> [TASK]: Find and return every line of the data that contains the word "NodeHandle".

[DATA EXCERPTS Boundary: Start]

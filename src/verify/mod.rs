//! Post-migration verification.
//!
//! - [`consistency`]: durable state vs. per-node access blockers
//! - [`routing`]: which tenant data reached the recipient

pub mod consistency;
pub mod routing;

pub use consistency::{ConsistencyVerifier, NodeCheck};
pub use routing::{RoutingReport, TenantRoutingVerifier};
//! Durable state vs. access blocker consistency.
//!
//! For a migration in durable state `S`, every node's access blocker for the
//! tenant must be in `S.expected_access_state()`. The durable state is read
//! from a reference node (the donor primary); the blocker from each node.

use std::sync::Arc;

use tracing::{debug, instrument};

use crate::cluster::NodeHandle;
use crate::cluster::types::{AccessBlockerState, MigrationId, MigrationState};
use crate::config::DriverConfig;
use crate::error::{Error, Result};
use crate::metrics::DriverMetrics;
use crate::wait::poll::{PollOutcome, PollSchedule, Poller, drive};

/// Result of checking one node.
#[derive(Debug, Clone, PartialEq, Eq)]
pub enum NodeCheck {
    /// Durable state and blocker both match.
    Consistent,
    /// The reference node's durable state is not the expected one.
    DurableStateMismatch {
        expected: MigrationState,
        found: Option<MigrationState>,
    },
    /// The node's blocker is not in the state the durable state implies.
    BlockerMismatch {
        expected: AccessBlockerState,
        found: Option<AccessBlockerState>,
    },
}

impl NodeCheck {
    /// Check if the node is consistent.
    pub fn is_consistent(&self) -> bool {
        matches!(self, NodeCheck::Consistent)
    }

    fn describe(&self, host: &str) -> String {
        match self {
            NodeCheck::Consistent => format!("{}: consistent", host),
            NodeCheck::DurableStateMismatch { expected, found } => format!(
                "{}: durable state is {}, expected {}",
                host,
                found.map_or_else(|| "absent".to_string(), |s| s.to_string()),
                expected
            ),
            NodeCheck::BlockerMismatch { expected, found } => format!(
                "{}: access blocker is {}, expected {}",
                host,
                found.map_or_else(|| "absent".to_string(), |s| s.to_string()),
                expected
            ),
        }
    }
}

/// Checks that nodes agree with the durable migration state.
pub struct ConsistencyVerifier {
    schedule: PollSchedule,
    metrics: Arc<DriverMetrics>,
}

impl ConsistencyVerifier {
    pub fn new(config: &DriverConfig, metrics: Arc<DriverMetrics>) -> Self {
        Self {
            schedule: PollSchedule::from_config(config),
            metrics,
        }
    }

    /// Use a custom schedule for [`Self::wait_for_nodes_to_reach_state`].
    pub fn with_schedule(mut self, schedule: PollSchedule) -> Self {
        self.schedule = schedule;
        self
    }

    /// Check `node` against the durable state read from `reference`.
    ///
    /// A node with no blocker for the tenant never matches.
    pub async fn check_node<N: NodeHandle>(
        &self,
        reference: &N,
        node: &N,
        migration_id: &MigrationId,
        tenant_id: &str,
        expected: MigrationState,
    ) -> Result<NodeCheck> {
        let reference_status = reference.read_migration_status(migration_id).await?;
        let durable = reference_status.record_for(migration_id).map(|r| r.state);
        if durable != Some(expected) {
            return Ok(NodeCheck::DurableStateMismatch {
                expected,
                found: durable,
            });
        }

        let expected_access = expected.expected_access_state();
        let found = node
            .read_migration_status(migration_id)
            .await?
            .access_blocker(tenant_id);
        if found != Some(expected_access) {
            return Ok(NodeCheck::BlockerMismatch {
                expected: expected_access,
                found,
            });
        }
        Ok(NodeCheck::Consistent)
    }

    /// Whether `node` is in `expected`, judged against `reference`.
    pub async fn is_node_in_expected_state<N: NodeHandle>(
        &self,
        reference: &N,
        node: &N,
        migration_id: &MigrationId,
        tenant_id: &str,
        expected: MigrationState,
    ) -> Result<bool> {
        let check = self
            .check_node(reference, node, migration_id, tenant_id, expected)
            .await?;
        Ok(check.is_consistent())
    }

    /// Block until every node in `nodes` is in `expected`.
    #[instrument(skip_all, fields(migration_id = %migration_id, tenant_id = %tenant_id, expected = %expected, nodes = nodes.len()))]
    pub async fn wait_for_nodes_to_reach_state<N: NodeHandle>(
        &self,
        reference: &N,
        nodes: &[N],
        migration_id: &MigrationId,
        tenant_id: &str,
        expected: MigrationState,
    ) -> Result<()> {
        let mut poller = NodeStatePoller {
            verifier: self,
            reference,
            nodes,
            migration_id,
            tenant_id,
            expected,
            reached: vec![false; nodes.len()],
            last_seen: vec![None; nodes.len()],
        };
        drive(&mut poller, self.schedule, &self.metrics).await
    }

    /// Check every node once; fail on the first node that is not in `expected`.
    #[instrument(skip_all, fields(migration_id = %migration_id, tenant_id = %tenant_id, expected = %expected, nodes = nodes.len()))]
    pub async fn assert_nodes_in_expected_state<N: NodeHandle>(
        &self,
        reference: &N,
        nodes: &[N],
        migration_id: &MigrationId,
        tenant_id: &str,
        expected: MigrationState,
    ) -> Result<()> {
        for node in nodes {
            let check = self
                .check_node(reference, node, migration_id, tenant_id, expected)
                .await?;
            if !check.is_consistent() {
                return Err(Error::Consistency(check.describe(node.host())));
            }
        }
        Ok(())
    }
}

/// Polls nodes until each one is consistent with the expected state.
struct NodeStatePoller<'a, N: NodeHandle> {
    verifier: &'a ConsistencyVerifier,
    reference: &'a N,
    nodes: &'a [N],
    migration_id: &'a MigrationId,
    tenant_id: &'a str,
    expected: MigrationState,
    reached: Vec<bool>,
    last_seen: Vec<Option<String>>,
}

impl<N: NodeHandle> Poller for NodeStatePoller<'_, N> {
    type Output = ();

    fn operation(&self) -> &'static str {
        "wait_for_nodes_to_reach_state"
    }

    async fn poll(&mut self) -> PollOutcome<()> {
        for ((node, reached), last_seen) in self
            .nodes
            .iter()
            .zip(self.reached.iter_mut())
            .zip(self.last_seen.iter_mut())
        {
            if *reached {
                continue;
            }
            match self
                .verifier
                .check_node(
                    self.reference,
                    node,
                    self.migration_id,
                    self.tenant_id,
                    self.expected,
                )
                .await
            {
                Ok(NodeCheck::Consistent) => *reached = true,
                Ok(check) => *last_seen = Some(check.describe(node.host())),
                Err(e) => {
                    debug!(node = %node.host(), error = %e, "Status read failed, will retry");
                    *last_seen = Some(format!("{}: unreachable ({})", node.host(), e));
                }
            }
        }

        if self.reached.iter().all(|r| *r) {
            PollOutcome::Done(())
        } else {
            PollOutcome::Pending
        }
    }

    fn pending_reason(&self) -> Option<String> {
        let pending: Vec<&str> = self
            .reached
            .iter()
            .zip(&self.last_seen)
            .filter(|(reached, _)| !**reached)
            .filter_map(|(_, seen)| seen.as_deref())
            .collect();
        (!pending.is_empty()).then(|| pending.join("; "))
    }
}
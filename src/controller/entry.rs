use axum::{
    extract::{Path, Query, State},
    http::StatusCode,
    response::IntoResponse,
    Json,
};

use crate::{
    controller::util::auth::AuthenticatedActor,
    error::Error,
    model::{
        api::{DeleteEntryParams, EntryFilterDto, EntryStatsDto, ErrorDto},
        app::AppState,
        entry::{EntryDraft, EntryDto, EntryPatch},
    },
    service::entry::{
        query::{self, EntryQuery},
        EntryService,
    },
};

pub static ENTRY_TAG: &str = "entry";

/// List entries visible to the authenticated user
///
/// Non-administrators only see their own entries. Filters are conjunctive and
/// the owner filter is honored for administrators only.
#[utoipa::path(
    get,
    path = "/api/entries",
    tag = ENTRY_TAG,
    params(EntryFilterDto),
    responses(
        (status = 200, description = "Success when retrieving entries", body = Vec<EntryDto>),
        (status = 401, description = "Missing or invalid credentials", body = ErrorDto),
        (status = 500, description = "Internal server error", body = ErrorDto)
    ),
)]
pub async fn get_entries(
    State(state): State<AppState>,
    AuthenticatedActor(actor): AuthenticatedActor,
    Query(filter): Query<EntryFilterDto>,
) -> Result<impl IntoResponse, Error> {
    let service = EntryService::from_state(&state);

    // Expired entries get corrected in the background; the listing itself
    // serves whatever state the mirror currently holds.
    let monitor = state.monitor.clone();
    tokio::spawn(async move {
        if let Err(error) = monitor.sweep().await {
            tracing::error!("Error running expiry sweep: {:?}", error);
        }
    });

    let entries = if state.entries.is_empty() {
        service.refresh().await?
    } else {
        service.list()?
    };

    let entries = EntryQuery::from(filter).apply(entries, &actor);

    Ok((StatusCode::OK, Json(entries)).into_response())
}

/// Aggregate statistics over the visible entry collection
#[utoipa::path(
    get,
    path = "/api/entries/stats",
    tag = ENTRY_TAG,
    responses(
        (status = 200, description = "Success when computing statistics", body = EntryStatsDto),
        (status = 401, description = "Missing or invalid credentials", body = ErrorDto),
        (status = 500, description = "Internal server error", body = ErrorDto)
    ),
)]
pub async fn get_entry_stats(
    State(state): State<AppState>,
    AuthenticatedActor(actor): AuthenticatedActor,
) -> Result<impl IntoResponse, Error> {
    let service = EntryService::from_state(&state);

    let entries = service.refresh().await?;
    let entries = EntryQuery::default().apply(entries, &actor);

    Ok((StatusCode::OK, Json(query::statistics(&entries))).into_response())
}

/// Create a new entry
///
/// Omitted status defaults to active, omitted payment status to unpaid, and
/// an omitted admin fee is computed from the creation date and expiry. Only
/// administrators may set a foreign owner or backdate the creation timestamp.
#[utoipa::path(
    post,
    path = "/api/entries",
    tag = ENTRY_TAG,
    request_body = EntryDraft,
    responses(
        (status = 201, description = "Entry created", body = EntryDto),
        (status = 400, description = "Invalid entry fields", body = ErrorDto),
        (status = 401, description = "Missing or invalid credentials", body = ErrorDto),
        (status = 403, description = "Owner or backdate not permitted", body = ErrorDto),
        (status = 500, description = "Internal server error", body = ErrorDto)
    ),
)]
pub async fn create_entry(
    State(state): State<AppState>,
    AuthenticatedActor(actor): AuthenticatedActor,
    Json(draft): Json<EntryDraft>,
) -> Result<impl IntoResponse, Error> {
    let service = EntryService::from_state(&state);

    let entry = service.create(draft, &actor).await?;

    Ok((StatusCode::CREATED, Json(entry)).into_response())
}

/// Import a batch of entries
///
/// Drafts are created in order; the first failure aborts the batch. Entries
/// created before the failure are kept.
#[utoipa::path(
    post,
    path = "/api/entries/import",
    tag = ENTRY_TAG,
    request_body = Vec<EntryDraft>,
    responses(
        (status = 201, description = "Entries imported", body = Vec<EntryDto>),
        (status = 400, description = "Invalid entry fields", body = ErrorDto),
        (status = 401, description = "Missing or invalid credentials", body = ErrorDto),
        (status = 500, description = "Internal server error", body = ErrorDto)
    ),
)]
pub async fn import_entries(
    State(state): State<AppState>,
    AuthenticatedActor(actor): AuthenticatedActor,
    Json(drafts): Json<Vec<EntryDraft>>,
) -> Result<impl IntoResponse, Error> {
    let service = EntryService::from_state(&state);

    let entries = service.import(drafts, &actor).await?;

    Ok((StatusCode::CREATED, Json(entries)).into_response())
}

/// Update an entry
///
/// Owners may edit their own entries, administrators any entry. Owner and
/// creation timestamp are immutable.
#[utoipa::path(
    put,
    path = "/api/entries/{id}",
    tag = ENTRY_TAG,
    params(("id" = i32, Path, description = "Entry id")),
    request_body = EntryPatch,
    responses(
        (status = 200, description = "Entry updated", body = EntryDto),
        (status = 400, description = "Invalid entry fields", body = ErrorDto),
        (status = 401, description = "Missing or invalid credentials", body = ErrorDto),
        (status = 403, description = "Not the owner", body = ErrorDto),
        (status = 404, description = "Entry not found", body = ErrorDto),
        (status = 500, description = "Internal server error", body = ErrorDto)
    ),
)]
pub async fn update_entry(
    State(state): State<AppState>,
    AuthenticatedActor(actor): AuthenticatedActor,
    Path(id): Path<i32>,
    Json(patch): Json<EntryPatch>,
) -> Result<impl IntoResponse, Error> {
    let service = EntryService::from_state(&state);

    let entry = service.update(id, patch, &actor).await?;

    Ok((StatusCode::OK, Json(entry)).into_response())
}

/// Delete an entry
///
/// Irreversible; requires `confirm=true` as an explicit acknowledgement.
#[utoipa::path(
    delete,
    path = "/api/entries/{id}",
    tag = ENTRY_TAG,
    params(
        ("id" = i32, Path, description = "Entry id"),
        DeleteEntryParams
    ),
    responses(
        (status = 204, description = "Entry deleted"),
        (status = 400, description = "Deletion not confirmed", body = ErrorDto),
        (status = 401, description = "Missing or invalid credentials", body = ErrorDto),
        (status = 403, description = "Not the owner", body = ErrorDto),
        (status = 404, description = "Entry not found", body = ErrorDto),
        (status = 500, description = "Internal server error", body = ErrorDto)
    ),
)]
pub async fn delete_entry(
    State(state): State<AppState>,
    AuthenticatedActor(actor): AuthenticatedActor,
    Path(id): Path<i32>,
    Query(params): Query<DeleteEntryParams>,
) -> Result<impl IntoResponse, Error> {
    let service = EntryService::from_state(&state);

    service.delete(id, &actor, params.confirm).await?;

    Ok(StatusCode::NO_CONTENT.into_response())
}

[DATA EXCERPTS Boundary: End]

> [RESPONSE]:
use crate::cluster::NodeHandle;
    pub async fn check_node<N: NodeHandle>(
    pub async fn is_node_in_expected_state<N: NodeHandle>(
    pub async fn wait_for_nodes_to_reach_state<N: NodeHandle>(
    pub async fn assert_nodes_in_expected_state<N: NodeHandle>(
struct NodeStatePoller<'a, N: NodeHandle> {
impl<N: NodeHandle> Poller for NodeStatePoller<'_, N> {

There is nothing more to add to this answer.